--- Study material ---

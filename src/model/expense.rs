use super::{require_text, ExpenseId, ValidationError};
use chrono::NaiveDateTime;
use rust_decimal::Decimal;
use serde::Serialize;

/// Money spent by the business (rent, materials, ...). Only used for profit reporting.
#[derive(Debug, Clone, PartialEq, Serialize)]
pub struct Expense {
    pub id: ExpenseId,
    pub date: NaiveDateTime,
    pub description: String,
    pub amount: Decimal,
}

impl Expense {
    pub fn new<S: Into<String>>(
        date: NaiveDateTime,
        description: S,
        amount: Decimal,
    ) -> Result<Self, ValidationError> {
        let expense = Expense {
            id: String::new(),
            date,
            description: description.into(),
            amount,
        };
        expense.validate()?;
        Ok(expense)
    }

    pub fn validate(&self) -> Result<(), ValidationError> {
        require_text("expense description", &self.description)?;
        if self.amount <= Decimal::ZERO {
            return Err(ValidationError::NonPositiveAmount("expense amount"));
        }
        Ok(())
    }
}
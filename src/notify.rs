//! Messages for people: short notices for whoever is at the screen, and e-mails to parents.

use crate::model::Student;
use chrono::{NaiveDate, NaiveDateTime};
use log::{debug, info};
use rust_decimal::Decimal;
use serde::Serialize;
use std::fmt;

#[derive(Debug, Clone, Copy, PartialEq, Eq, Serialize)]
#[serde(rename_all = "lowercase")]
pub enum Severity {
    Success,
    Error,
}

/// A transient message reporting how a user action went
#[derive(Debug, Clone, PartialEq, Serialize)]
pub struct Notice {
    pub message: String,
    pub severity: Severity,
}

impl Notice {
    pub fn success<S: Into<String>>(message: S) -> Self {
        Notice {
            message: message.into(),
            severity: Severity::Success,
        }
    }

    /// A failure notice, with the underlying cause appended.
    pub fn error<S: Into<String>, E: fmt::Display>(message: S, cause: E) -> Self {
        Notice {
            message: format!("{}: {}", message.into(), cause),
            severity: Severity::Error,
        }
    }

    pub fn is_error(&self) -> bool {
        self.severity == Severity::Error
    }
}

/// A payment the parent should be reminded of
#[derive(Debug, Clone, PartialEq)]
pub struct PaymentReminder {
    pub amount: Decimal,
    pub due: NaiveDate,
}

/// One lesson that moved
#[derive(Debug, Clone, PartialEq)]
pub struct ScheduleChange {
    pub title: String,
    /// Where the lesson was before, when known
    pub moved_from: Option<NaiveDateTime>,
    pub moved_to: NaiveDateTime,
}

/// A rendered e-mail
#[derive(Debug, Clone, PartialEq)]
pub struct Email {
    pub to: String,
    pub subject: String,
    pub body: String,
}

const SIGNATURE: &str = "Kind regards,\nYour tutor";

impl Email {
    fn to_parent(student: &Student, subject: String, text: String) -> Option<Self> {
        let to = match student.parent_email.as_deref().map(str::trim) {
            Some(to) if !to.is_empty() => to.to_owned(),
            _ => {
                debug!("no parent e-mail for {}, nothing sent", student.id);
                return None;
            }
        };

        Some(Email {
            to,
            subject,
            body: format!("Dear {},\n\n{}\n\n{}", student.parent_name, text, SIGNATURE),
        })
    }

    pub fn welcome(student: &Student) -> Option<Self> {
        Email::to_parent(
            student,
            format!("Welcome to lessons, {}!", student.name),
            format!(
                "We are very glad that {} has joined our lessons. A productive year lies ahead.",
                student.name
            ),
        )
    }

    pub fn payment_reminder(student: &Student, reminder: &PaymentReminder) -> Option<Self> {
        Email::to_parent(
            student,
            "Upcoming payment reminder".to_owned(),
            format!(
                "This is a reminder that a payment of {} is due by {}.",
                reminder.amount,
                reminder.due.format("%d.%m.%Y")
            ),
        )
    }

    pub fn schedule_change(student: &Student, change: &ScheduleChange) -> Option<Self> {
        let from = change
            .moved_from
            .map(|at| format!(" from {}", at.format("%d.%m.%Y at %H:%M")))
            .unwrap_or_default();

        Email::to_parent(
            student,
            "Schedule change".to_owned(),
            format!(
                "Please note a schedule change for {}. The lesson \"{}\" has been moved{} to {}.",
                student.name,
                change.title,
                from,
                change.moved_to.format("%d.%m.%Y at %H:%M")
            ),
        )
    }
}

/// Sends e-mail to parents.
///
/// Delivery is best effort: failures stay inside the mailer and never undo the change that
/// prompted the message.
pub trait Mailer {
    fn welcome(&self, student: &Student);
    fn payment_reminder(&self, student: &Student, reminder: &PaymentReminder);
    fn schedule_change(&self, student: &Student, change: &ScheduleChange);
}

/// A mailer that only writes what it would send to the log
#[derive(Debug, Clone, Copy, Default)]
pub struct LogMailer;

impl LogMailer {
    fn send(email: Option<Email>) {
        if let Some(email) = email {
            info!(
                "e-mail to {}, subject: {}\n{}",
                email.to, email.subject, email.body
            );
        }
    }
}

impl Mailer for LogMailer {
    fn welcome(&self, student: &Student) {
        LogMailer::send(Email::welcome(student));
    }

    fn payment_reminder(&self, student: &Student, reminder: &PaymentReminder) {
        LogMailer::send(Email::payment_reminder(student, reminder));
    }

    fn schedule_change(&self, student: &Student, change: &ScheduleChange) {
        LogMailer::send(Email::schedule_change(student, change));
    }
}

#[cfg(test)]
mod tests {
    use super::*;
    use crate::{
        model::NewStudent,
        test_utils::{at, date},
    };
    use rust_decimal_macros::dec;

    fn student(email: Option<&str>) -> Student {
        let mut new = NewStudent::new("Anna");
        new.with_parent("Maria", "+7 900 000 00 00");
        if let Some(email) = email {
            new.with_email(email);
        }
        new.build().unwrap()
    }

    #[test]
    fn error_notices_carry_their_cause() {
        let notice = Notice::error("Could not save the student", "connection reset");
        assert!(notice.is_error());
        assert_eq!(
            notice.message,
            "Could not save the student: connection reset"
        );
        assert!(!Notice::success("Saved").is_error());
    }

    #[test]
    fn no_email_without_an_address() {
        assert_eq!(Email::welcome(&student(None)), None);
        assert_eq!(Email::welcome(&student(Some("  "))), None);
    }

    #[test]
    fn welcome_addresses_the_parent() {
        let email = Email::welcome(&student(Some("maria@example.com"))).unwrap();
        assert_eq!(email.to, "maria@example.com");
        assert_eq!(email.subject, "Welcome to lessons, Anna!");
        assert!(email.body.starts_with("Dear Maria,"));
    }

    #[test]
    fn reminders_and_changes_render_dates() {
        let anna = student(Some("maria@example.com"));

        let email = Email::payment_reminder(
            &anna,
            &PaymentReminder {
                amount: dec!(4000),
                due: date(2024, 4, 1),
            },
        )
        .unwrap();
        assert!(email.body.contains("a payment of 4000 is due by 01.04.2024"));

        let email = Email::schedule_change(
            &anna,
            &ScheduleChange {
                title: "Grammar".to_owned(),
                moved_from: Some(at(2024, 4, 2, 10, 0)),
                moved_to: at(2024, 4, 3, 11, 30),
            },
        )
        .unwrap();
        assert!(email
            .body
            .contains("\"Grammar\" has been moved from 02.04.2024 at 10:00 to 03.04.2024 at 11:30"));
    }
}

---
--- Study material ---

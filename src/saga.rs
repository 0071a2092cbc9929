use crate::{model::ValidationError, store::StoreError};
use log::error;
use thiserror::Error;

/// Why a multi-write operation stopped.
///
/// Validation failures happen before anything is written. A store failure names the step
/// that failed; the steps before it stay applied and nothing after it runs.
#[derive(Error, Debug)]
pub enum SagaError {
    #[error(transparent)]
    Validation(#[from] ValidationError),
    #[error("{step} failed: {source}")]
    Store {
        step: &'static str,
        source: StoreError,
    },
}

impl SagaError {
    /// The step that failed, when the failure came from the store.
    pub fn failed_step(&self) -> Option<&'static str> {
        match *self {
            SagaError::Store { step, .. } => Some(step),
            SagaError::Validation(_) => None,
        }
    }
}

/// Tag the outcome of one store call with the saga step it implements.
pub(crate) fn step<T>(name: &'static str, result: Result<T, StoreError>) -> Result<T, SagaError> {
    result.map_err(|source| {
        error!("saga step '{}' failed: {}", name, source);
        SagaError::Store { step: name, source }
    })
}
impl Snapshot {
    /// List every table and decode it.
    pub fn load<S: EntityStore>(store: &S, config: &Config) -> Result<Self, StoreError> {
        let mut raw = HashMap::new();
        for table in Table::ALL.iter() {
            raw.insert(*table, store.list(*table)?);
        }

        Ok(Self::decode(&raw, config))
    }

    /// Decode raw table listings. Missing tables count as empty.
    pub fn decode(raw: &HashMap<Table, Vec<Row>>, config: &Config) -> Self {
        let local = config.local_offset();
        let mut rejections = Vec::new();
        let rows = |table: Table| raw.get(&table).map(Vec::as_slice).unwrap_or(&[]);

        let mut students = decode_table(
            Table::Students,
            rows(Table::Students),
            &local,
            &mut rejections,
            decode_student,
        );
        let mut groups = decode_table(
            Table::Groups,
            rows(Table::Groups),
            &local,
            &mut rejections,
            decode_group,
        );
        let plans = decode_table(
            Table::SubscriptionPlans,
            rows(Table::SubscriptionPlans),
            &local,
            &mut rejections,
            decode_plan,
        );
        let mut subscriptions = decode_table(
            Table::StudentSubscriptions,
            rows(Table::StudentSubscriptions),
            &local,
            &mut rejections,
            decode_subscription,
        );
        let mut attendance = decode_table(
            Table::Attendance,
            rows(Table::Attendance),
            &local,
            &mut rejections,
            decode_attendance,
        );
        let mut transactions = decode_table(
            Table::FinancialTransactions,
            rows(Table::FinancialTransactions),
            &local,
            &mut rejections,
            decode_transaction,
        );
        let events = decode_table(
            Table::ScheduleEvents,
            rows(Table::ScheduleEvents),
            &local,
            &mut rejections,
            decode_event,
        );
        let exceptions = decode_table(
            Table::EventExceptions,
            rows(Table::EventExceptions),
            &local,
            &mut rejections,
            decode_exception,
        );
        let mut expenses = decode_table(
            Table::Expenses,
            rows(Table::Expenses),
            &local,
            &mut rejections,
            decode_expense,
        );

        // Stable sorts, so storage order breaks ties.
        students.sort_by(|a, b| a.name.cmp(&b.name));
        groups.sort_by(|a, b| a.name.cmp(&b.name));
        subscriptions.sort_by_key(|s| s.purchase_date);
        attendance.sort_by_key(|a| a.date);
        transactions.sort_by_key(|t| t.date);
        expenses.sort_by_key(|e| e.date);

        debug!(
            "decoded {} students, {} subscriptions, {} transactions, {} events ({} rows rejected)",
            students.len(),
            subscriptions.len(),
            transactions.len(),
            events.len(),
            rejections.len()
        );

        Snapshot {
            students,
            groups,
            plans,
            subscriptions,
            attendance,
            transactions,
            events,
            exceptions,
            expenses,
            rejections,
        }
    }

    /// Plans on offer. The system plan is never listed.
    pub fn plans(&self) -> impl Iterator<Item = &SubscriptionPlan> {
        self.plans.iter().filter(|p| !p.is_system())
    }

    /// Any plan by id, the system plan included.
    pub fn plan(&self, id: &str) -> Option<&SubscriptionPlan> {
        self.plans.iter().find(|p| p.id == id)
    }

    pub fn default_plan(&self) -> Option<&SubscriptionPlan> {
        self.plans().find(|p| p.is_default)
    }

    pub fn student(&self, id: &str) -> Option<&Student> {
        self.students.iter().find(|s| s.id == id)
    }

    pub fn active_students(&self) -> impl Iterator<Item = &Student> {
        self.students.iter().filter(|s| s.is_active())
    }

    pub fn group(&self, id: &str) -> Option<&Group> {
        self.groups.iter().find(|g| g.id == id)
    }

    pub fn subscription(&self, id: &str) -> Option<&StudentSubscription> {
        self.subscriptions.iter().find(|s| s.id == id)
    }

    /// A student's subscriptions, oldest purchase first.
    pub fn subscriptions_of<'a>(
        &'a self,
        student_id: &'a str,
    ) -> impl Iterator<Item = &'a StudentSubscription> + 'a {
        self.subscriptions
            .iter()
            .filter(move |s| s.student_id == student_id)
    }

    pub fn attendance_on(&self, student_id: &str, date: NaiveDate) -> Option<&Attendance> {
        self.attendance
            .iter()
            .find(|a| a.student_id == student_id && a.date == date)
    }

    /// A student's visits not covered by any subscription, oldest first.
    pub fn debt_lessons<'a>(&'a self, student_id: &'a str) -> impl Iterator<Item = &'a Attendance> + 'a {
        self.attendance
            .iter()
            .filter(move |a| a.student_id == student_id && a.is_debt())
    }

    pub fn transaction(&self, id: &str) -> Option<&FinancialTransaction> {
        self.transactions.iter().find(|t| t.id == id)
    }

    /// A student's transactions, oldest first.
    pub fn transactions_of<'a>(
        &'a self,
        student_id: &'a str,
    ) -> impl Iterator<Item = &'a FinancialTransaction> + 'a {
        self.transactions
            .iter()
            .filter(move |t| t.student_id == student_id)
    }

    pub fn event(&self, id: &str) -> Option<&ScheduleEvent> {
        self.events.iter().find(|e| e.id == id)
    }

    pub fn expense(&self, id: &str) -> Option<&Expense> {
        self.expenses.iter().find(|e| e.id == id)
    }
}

---
--- Study material ---

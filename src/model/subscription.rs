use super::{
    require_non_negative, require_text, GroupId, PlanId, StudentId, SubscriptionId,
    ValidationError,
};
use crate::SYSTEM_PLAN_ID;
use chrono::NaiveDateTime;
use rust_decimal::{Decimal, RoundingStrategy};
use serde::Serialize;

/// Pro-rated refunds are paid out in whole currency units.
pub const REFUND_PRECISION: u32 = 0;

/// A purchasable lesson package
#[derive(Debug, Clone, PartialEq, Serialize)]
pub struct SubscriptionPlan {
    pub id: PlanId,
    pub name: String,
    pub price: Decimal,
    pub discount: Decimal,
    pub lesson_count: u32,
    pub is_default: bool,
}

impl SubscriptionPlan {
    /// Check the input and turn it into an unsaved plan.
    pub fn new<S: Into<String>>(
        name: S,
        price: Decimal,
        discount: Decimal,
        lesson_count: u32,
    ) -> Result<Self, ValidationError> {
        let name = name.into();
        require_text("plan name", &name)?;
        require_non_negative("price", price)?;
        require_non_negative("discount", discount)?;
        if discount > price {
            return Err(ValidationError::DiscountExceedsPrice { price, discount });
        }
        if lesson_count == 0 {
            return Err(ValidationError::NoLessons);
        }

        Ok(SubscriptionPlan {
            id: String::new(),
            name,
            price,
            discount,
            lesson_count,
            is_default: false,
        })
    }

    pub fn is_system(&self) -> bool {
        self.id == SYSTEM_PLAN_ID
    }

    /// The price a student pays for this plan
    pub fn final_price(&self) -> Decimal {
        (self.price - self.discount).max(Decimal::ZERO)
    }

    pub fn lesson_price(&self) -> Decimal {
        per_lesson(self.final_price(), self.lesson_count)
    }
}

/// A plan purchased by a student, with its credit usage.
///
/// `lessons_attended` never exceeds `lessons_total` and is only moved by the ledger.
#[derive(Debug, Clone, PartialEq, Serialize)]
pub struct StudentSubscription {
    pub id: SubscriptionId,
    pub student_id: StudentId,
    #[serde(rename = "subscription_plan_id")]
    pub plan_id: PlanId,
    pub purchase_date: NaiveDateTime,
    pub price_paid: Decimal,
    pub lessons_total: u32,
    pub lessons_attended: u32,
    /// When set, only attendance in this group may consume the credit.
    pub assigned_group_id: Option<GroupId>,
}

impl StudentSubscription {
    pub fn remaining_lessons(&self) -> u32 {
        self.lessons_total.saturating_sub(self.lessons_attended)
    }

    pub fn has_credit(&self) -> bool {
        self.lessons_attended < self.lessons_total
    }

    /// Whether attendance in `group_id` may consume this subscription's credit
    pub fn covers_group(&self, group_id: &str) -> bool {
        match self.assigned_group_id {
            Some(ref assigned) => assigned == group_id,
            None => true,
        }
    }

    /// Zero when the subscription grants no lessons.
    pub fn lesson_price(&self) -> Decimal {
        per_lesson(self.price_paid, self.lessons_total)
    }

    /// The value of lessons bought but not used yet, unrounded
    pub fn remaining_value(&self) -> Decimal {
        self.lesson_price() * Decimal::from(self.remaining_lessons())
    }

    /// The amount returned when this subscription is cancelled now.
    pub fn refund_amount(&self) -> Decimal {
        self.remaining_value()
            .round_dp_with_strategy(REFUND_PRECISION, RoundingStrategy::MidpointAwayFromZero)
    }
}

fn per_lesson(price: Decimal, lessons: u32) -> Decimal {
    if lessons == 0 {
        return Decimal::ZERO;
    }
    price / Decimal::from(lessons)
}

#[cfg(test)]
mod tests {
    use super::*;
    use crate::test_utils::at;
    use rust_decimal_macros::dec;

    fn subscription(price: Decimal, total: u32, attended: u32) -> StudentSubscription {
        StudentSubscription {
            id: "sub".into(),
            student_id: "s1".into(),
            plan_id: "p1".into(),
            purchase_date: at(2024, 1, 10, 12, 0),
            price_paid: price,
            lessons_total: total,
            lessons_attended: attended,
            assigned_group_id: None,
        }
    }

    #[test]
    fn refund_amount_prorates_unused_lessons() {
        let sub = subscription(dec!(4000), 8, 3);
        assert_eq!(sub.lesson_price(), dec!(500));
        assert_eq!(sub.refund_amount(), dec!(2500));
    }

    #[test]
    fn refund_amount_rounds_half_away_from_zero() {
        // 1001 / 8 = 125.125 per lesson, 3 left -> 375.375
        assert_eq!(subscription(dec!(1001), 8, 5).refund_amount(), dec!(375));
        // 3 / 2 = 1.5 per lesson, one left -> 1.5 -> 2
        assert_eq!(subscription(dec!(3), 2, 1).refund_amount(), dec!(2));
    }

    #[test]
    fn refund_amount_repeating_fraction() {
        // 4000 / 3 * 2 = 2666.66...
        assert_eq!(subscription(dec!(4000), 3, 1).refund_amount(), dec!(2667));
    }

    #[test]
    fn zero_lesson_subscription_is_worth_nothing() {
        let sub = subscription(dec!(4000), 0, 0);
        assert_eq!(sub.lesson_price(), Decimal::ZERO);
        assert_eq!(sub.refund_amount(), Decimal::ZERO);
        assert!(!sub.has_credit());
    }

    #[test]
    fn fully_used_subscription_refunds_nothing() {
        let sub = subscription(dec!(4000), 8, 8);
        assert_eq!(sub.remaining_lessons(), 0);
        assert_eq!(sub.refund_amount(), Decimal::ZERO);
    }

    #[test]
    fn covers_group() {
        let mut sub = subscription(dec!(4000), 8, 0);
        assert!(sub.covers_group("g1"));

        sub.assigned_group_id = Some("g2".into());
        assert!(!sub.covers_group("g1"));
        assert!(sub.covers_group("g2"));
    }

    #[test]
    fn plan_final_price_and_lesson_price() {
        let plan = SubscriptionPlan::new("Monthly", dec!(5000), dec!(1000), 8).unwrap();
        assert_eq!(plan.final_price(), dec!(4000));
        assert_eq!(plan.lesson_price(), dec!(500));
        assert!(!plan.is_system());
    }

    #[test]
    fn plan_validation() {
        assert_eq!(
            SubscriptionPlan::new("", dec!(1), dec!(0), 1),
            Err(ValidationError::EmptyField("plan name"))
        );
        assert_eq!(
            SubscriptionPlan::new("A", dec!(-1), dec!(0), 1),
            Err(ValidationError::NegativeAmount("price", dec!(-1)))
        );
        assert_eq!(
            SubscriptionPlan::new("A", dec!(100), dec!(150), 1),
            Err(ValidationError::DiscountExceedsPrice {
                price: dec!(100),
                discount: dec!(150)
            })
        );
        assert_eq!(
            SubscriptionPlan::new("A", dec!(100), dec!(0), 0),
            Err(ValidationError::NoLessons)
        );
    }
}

---

### Task to complete:
Set down only the lines above that fall between the line holding "let expense = Expense" and the line holding "filename src/notify.rs", inclusive, keeping each exact.

### Output for this exercise:
        let expense = Expense {
            id: String::new(),
            date,
            description: description.into(),
            amount,
        };
        expense.validate()?;
        Ok(expense)
    }

    pub fn validate(&self) -> Result<(), ValidationError> {
        require_text("expense description", &self.description)?;
        if self.amount <= Decimal::ZERO {
            return Err(ValidationError::NonPositiveAmount("expense amount"));
        }
        Ok(())
    }
}
filename src/notify.rs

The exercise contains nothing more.